# TASK STATEMENT:
Within the listing below, please copy exactly the lines between the line holding "let destination = staging_root.join(dest_name);" and the line holding "fs::copy(source, destination).map_err(|e| Error::Copy", inclusive.

# DATA TO PROCESS:
[Start of Attachment]

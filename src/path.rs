//! Path rules shared by staging and archiving
//!
//! Archive entry names are always POSIX style (`/` separated) regardless of
//! the platform the build runs on.

use std::path::{Component, Path, PathBuf};

/// Render a relative path with `/` separators for use as a tar entry name.
pub fn to_posix(path: &Path) -> String {
    let mut out = String::new();
    for component in path.components() {
        match component {
            Component::Normal(part) => {
                if !out.is_empty() {
                    out.push('/');
                }
                out.push_str(&part.to_string_lossy());
            }
            Component::CurDir => {}
            _ => {
                if !out.is_empty() {
                    out.push('/');
                }
                out.push_str(&component.as_os_str().to_string_lossy());
            }
        }
    }
    out
}

/// Path of `target` relative to `base`, or `None` if `target` is not under `base`.
pub fn relative_to(base: &Path, target: &Path) -> Option<PathBuf> {
    target.strip_prefix(base).ok().map(|p| p.to_path_buf())
}

/// Resolve a possibly relative path against a base directory.
pub fn absolutize(base: &Path, path: &Path) -> PathBuf {
    if path.is_absolute() {
        path.to_path_buf()
    } else {
        base.join(path)
    }
}
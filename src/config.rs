//! Declarative build and assembly configuration
//!
//! These types are owned by the calling build-tool integration and treated as
//! immutable inputs for the duration of one archive build. They can be
//! deserialized from TOML or constructed directly.

use crate::error::*;
use serde::{Deserialize, Serialize};
use std::{
    collections::BTreeMap,
    path::{Path, PathBuf},
};

/// Staging subdirectory name used when none is configured.
pub const DEFAULT_ASSEMBLY_NAME: &str = "maven";

/// How staged file permissions are carried into the archive.
#[derive(Debug, Clone, Copy, PartialEq, Eq, Serialize, Deserialize)]
#[serde(rename_all = "lowercase")]
pub enum PermissionMode {
    /// Keep the modes found on disk (or configured per file set) untouched.
    Keep,
    /// Ignore the on-disk modes and normalize to container-runtime defaults.
    Ignore,
}

impl Default for PermissionMode {
    fn default() -> Self {
        PermissionMode::Keep
    }
}

/// Compression applied to the final build-context archive.
#[derive(Debug, Clone, Copy, PartialEq, Eq, Serialize, Deserialize)]
#[serde(rename_all = "lowercase")]
pub enum Compression {
    None,
    Gzip,
    Bzip2,
}

impl Default for Compression {
    fn default() -> Self {
        Compression::None
    }
}

impl Compression {
    /// File extension of the produced archive, including the `tar` part.
    pub fn extension(&self) -> &'static str {
        match self {
            Compression::None => "tar",
            Compression::Gzip => "tar.gz",
            Compression::Bzip2 => "tar.bz2",
        }
    }
}

/// A directory of files to stage into the assembly.
#[derive(Debug, Clone, PartialEq, Eq, Default, Serialize, Deserialize)]
#[serde(default)]
pub struct FileSet {
    /// Source directory, absolute or relative to the project base directory.
    pub directory: PathBuf,
    /// Include patterns, resolved as literal relative paths with wildcard
    /// characters trimmed.
    pub includes: Vec<String>,
    /// File names excluded from the final archive, matched by base name.
    pub excludes: Vec<String>,
    /// Subdirectory below the assembly name; `.` means none.
    pub output_directory: Option<PathBuf>,
    /// Octal mode string applied to every staged file of this set.
    pub file_mode: Option<String>,
}

/// A single explicitly listed file.
#[derive(Debug, Clone, PartialEq, Eq, Serialize, Deserialize)]
pub struct AssemblyFile {
    /// Source file, absolute or relative to the project base directory.
    pub source: PathBuf,
    /// Name under the assembly directory; defaults to the source base name.
    #[serde(default)]
    pub dest_name: Option<String>,
    /// Octal mode string.
    #[serde(default)]
    pub mode: Option<String>,
}

/// The set of files staged into the image, with a name, target in-image
/// directory, and owning user.
#[derive(Debug, Clone, PartialEq, Eq, Serialize, Deserialize)]
#[serde(default)]
pub struct AssemblyConfiguration {
    /// Staging subdirectory under the build directory.
    pub name: String,
    /// Absolute in-image path the assembly is copied to; defaults to `/<name>`.
    pub target_dir: Option<String>,
    /// In-image owner of the assembly; defaults to `root`.
    pub user: Option<String>,
    pub mode: PermissionMode,
    pub filesets: Vec<FileSet>,
    pub files: Vec<AssemblyFile>,
}

impl Default for AssemblyConfiguration {
    fn default() -> Self {
        AssemblyConfiguration {
            name: DEFAULT_ASSEMBLY_NAME.to_string(),
            target_dir: None,
            user: None,
            mode: PermissionMode::default(),
            filesets: Vec::new(),
            files: Vec::new(),
        }
    }
}

impl AssemblyConfiguration {
    /// In-image destination directory after defaulting.
    pub fn target_dir(&self) -> String {
        match &self.target_dir {
            Some(dir) if !dir.is_empty() => dir.clone(),
            _ => format!("/{}", self.name),
        }
    }

    pub fn user(&self) -> &str {
        self.user.as_deref().unwrap_or("root")
    }

    /// `name` and `target_dir` must not both be blank after defaulting.
    pub fn validate(&self) -> Result<()> {
        if self.name.is_empty() && self.target_dir().trim_matches('/').is_empty() {
            return Err(Error::MissingAssemblyName);
        }
        Ok(())
    }
}

/// Argument list for ENTRYPOINT/CMD/HEALTHCHECK, in shell or exec form.
#[derive(Debug, Clone, PartialEq, Eq, Serialize, Deserialize)]
#[serde(untagged)]
pub enum Arguments {
    Shell(String),
    Exec(Vec<String>),
}

impl Arguments {
    /// Docker-instruction rendering: exec form as a JSON-style array, shell
    /// form verbatim.
    pub fn render(&self) -> String {
        match self {
            Arguments::Shell(cmd) => cmd.clone(),
            Arguments::Exec(args) => {
                let quoted: Vec<String> = args
                    .iter()
                    .map(|a| {
                        format!("\"{}\"", a.replace('\\', "\\\\").replace('"', "\\\""))
                    })
                    .collect();
                format!("[{}]", quoted.join(","))
            }
        }
    }
}

#[derive(Debug, Clone, PartialEq, Eq, Default, Serialize, Deserialize)]
#[serde(default)]
pub struct HealthCheck {
    /// `HEALTHCHECK NONE` disables any check inherited from the base image.
    pub none: bool,
    pub interval: Option<String>,
    pub timeout: Option<String>,
    pub start_period: Option<String>,
    pub retries: Option<u32>,
    pub cmd: Option<Arguments>,
}

/// Everything needed to synthesize a Dockerfile and archive the build context.
#[derive(Debug, Clone, PartialEq, Eq, Default, Serialize, Deserialize)]
#[serde(default)]
pub struct BuildConfiguration {
    /// Base image reference.
    pub from: String,
    /// User-supplied Dockerfile; when set, generation is skipped and the file
    /// is verified and interpolated instead.
    pub dockerfile: Option<PathBuf>,
    pub maintainer: Option<String>,
    pub workdir: Option<String>,
    pub env: BTreeMap<String, String>,
    pub labels: BTreeMap<String, String>,
    pub ports: Vec<String>,
    pub volumes: Vec<String>,
    pub run: Vec<String>,
    pub user: Option<String>,
    pub entrypoint: Option<Arguments>,
    pub cmd: Option<Arguments>,
    pub healthcheck: Option<HealthCheck>,
    pub compression: Compression,
    /// Coalesce consecutive RUN instructions into one to reduce layer count.
    pub optimise: bool,
    pub assembly: Option<AssemblyConfiguration>,
}

impl BuildConfiguration {
    pub fn from_toml(input: &str) -> Result<Self> {
        Ok(toml::from_str(input)?)
    }
}

/// Descriptor of the surrounding build-tool project.
#[derive(Debug, Clone, Default)]
pub struct Project {
    /// Project base directory; relative configuration paths resolve here.
    pub base_dir: PathBuf,
    /// Build output root, absolute or relative to `base_dir`.
    pub output_dir: PathBuf,
    /// Packaged application artifact included under the assembly name.
    pub artifact: Option<PathBuf>,
    /// Build-time properties interpolated into user-supplied Dockerfiles.
    pub properties: BTreeMap<String, String>,
}

impl Project {
    pub fn new(base_dir: impl Into<PathBuf>, output_dir: impl Into<PathBuf>) -> Self {
        Project {
            base_dir: base_dir.into(),
            output_dir: output_dir.into(),
            artifact: None,
            properties: BTreeMap::new(),
        }
    }

    /// Absolute build output root.
    pub fn output_root(&self) -> PathBuf {
        crate::path::absolutize(&self.base_dir, &self.output_dir)
    }

    pub fn resolve(&self, path: &Path) -> PathBuf {
        crate::path::absolutize(&self.base_dir, path)
    }
}
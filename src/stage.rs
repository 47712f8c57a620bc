//! Staging of configured file sets into the build directory tree
//!
//! Materializes every configured file set and single file under
//! `<buildDir>/<assemblyName>/...` and records the configured permission for
//! each staged destination. The result also carries the source→destination
//! pairs consumed by watch-mode change detection.

use crate::{
    config::{AssemblyConfiguration, Project},
    error::*,
    BuildDirectories,
};
use std::{
    collections::{BTreeMap, HashSet},
    fs,
    path::{Path, PathBuf},
};
use walkdir::WalkDir;

/// One materialized file, source and staged destination.
#[derive(Debug, Clone, PartialEq, Eq)]
pub struct StagedEntry {
    pub source: PathBuf,
    pub destination: PathBuf,
}

/// Result of staging one assembly configuration.
#[derive(Debug, Default)]
pub struct StagedAssembly {
    /// Source→destination pairs for every materialized file (watch mode record).
    pub entries: Vec<StagedEntry>,
    /// Staged destination → configured octal mode string. `None` entries are
    /// legal and mean "use the default permission policy".
    pub permissions: BTreeMap<PathBuf, Option<String>>,
    /// Accumulated exclude patterns of all file sets, matched downstream by
    /// base file name.
    pub excludes: Vec<String>,
}

/// Materialize the assembly into `<buildDir>/<assemblyName>`.
///
/// Missing file-set sources are skipped, not errors. Within one invocation the
/// first copy to a destination wins; re-invocation overwrites.
pub fn stage(
    project: &Project,
    assembly: &AssemblyConfiguration,
    dirs: &BuildDirectories,
) -> Result<StagedAssembly> {
    assembly.validate()?;
    let staging_root = dirs.build_dir().join(&assembly.name);
    let mut staged = StagedAssembly::default();
    let mut written = HashSet::new();

    for fileset in &assembly.filesets {
        let source_dir = project.resolve(&fileset.directory);
        let dest_parent = match &fileset.output_directory {
            Some(sub) if sub != Path::new(".") => staging_root.join(sub),
            _ => staging_root.clone(),
        };
        fs::create_dir_all(&dest_parent)
            .map_err(|_| Error::DirectoryCreation(dest_parent.clone()))?;

        for include in &fileset.includes {
            // Includes resolve as literal relative paths with wildcard
            // characters trimmed, not as glob patterns.
            let literal = include.trim_matches(|c| c == '*' || c == '?');
            let source = source_dir.join(literal);
            if !source.exists() {
                log::debug!("Skipping non-existing file set source {}", source.display());
                continue;
            }
            let base_name = match source.file_name() {
                Some(name) => name.to_os_string(),
                None => continue,
            };
            let destination = dest_parent.join(base_name);
            if source.is_dir() {
                copy_dir(&source, &destination, &mut written, &mut staged.entries)?;
            } else {
                copy_file(&source, &destination, &mut written)?;
                staged.entries.push(StagedEntry {
                    source: source.clone(),
                    destination: destination.clone(),
                });
            }
            staged
                .permissions
                .insert(destination, fileset.file_mode.clone());
        }
        staged.excludes.extend(fileset.excludes.iter().cloned());
    }

    for file in &assembly.files {
        let source = project.resolve(&file.source);
        if !source.exists() {
            log::debug!("Skipping non-existing assembly file {}", source.display());
            continue;
        }
        let dest_name = match &file.dest_name {
            Some(name) => PathBuf::from(name),
            None => match source.file_name() {
                Some(name) => PathBuf::from(name),
                None => continue,
            },
        };
        let destination = staging_root.join(dest_name);
        if let Some(parent) = destination.parent() {
            fs::create_dir_all(parent).map_err(|_| Error::DirectoryCreation(parent.to_path_buf()))?;
        }
        copy_file(&source, &destination, &mut written)?;
        staged.entries.push(StagedEntry {
            source,
            destination: destination.clone(),
        });
        staged.permissions.insert(destination, file.mode.clone());
    }

    Ok(staged)
}

/// Copy a single file unless this build already wrote the destination.
fn copy_file(source: &Path, destination: &Path, written: &mut HashSet<PathBuf>) -> Result<()> {
    if !written.insert(destination.to_path_buf()) {
        log::debug!(
            "Destination {} already staged in this build, keeping first copy",
            destination.display()
        );
        return Ok(());
    }
    fs::copy(source, destination).map_err(|e| Error::Copy {
        from: source.to_path_buf(),
        to: destination.to_path_buf(),
        source: e,
    })?;
    Ok(())
}

fn copy_dir(
    source: &Path,
    destination: &Path,
    written: &mut HashSet<PathBuf>,
    entries: &mut Vec<StagedEntry>,
) -> Result<()> {
    for entry in WalkDir::new(source).sort_by(|a, b| a.file_name().cmp(b.file_name())) {
        let entry = entry?;
        let relative = entry
            .path()
            .strip_prefix(source)
            .expect("walkdir yields paths under its root");
        let target = destination.join(relative);
        if entry.file_type().is_dir() {
            fs::create_dir_all(&target).map_err(|_| Error::DirectoryCreation(target.clone()))?;
        } else {
            copy_file(entry.path(), &target, written)?;
            entries.push(StagedEntry {
                source: entry.path().to_path_buf(),
                destination: target,
            });
        }
    }
    Ok(())
}

#[cfg(test)]
mod tests {
    use super::*;
    use crate::{config::FileSet, ImageName};

    fn fixture() -> (tempfile::TempDir, Project, BuildDirectories) {
        let tmp = tempfile::tempdir().unwrap();
        let project = Project::new(tmp.path(), "target");
        let image = ImageName::parse("app:1").unwrap();
        let dirs = BuildDirectories::resolve(&image, Path::new("target"), tmp.path())
            .ensure_created()
            .unwrap();
        (tmp, project, dirs)
    }

    #[test]
    fn stages_single_include_and_records_mode() {
        let (tmp, project, dirs) = fixture();
        fs::create_dir(tmp.path().join("src")).unwrap();
        fs::write(tmp.path().join("src/app.jar"), b"jar").unwrap();

        let assembly = AssemblyConfiguration {
            filesets: vec![FileSet {
                directory: PathBuf::from("src"),
                includes: vec!["app.jar".to_string()],
                file_mode: Some("0755".to_string()),
                ..Default::default()
            }],
            ..Default::default()
        };
        let staged = stage(&project, &assembly, &dirs).unwrap();

        let dest = dirs.build_dir().join("maven/app.jar");
        assert!(dest.is_file());
        assert_eq!(staged.permissions.get(&dest).unwrap().as_deref(), Some("0755"));
        assert_eq!(staged.entries.len(), 1);
        assert_eq!(staged.entries[0].destination, dest);
    }

    #[test]
    fn include_patterns_are_literal_paths() {
        let (tmp, project, dirs) = fixture();
        fs::create_dir(tmp.path().join("src")).unwrap();
        fs::write(tmp.path().join("src/app.jar"), b"jar").unwrap();

        // Wildcard characters are trimmed, the remainder is a literal path;
        // "*.jar" therefore looks for a file named ".jar" and finds nothing.
        let assembly = AssemblyConfiguration {
            filesets: vec![FileSet {
                directory: PathBuf::from("src"),
                includes: vec!["*.jar".to_string(), "app.jar*".to_string()],
                ..Default::default()
            }],
            ..Default::default()
        };
        let staged = stage(&project, &assembly, &dirs).unwrap();
        assert_eq!(staged.entries.len(), 1);
        assert!(dirs.build_dir().join("maven/app.jar").is_file());
    }

    #[test]
    fn missing_source_is_skipped() {
        let (_tmp, project, dirs) = fixture();
        let assembly = AssemblyConfiguration {
            filesets: vec![FileSet {
                directory: PathBuf::from("no-such-dir"),
                includes: vec!["app.jar".to_string()],
                ..Default::default()
            }],
            ..Default::default()
        };
        let staged = stage(&project, &assembly, &dirs).unwrap();
        assert!(staged.entries.is_empty());
        // The configured mode of a skipped entry is not recorded either
        assert!(staged.permissions.is_empty());
    }

    #[test]
    fn missing_single_file_is_skipped() {
        let (_tmp, project, dirs) = fixture();
        let assembly = AssemblyConfiguration {
            files: vec![crate::config::AssemblyFile {
                source: PathBuf::from("no-such.jar"),
                dest_name: None,
                mode: None,
            }],
            ..Default::default()
        };
        let staged = stage(&project, &assembly, &dirs).unwrap();
        assert!(staged.entries.is_empty());
        assert!(staged.permissions.is_empty());
    }

    #[test]
    fn first_copy_wins_within_one_build() {
        let (tmp, project, dirs) = fixture();
        fs::create_dir(tmp.path().join("a")).unwrap();
        fs::create_dir(tmp.path().join("b")).unwrap();
        fs::write(tmp.path().join("a/same.txt"), b"first").unwrap();
        fs::write(tmp.path().join("b/same.txt"), b"second").unwrap();

        let fileset = |dir: &str, mode: &str| FileSet {
            directory: PathBuf::from(dir),
            includes: vec!["same.txt".to_string()],
            file_mode: Some(mode.to_string()),
            ..Default::default()
        };
        let assembly = AssemblyConfiguration {
            filesets: vec![fileset("a", "0644"), fileset("b", "0755")],
            ..Default::default()
        };
        let staged = stage(&project, &assembly, &dirs).unwrap();

        let dest = dirs.build_dir().join("maven/same.txt");
        assert_eq!(fs::read(&dest).unwrap(), b"first");
        // Last-recorded permission wins in the map even though the file
        // content was not re-copied
        assert_eq!(staged.permissions.get(&dest).unwrap().as_deref(), Some("0755"));
    }

    #[test]
    fn directory_sources_are_copied_recursively() {
        let (tmp, project, dirs) = fixture();
        fs::create_dir_all(tmp.path().join("classes/com/example")).unwrap();
        fs::write(tmp.path().join("classes/com/example/Main.class"), b"clazz").unwrap();

        let assembly = AssemblyConfiguration {
            filesets: vec![FileSet {
                directory: PathBuf::from("."),
                includes: vec!["classes".to_string()],
                output_directory: Some(PathBuf::from("app")),
                ..Default::default()
            }],
            ..Default::default()
        };
        let staged = stage(&project, &assembly, &dirs).unwrap();
        assert!(dirs
            .build_dir()
            .join("maven/app/classes/com/example/Main.class")
            .is_file());
        assert_eq!(staged.entries.len(), 1);
    }

    #[test]
    fn dot_output_directory_is_elided() {
        let (tmp, project, dirs) = fixture();
        fs::write(tmp.path().join("run.sh"), b"#!/bin/sh").unwrap();
        let assembly = AssemblyConfiguration {
            filesets: vec![FileSet {
                directory: PathBuf::from("."),
                includes: vec!["run.sh".to_string()],
                output_directory: Some(PathBuf::from(".")),
                ..Default::default()
            }],
            ..Default::default()
        };
        stage(&project, &assembly, &dirs).unwrap();
        assert!(dirs.build_dir().join("maven/run.sh").is_file());
    }

    #[test]
    fn single_files_honor_dest_name() {
        let (tmp, project, dirs) = fixture();
        fs::write(tmp.path().join("artifact-1.0.jar"), b"jar").unwrap();
        let assembly = AssemblyConfiguration {
            files: vec![crate::config::AssemblyFile {
                source: PathBuf::from("artifact-1.0.jar"),
                dest_name: Some("app.jar".to_string()),
                mode: Some("0644".to_string()),
            }],
            ..Default::default()
        };
        let staged = stage(&project, &assembly, &dirs).unwrap();
        let dest = dirs.build_dir().join("maven/app.jar");
        assert!(dest.is_file());
        assert_eq!(staged.permissions.get(&dest).unwrap().as_deref(), Some("0644"));
    }

    #[test]
    fn excludes_are_accumulated_in_order() {
        let (tmp, project, dirs) = fixture();
        fs::create_dir(tmp.path().join("src")).unwrap();
        fs::write(tmp.path().join("src/app.jar"), b"jar").unwrap();
        let fileset = |excludes: &[&str]| FileSet {
            directory: PathBuf::from("src"),
            includes: vec!["app.jar".to_string()],
            excludes: excludes.iter().map(|s| s.to_string()).collect(),
            ..Default::default()
        };
        let assembly = AssemblyConfiguration {
            filesets: vec![fileset(&["a.txt"]), fileset(&["b.txt"])],
            ..Default::default()
        };
        let staged = stage(&project, &assembly, &dirs).unwrap();
        assert_eq!(staged.excludes, vec!["a.txt".to_string(), "b.txt".to_string()]);
    }
}
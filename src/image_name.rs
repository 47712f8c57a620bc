use crate::error::*;
use std::path::PathBuf;

/// Name of the image being built, e.g. `registry.example.com/group/app:1.0`
#[derive(Debug, Clone, PartialEq, Eq, Hash)]
pub struct ImageName {
    pub repository: String,
    pub tag: Option<String>,
}

impl ImageName {
    pub fn parse(name: &str) -> Result<Self> {
        if name.is_empty() {
            return Err(Error::InvalidImageName(name.to_string()));
        }
        // A ':' in the last path segment separates the tag; earlier ones
        // belong to a registry port.
        let (repository, tag) = match name.rsplit_once(':') {
            Some((repo, tag)) if !tag.contains('/') => (repo, Some(tag)),
            _ => (name, None),
        };
        if repository.is_empty() || tag.as_deref() == Some("") {
            return Err(Error::InvalidImageName(name.to_string()));
        }
        Ok(ImageName {
            repository: repository.to_string(),
            tag: tag.map(|t| t.to_string()),
        })
    }

    /// Filesystem path segment for this image's build directories.
    ///
    /// The `:` tag separator is illegal in paths on some platforms, so every
    /// occurrence becomes a `/` and the tag turns into a subdirectory.
    pub fn path_segment(&self) -> PathBuf {
        match &self.tag {
            Some(tag) => PathBuf::from(self.repository.replace(':', "/")).join(tag),
            None => PathBuf::from(self.repository.replace(':', "/")),
        }
    }
}

impl std::fmt::Display for ImageName {
    fn fmt(&self, f: &mut std::fmt::Formatter) -> std::fmt::Result {
        match &self.tag {
            Some(tag) => write!(f, "{}:{}", self.repository, tag),
            None => write!(f, "{}", self.repository),
        }
    }
}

[End of Attachment]

# EXERCISE SOLUTION:
        let destination = staging_root.join(dest_name);
        if let Some(parent) = destination.parent() {
            fs::create_dir_all(parent).map_err(|_| Error::DirectoryCreation(parent.to_path_buf()))?;
        }
        copy_file(&source, &destination, &mut written)?;
        staged.entries.push(StagedEntry {
            source,
            destination: destination.clone(),
        });
        staged.permissions.insert(destination, file.mode.clone());
    }

    Ok(staged)
}

/// Copy a single file unless this build already wrote the destination.
fn copy_file(source: &Path, destination: &Path, written: &mut HashSet<PathBuf>) -> Result<()> {
    if !written.insert(destination.to_path_buf()) {
        log::debug!(
            "Destination {} already staged in this build, keeping first copy",
            destination.display()
        );
        return Ok(());
    }
    fs::copy(source, destination).map_err(|e| Error::Copy {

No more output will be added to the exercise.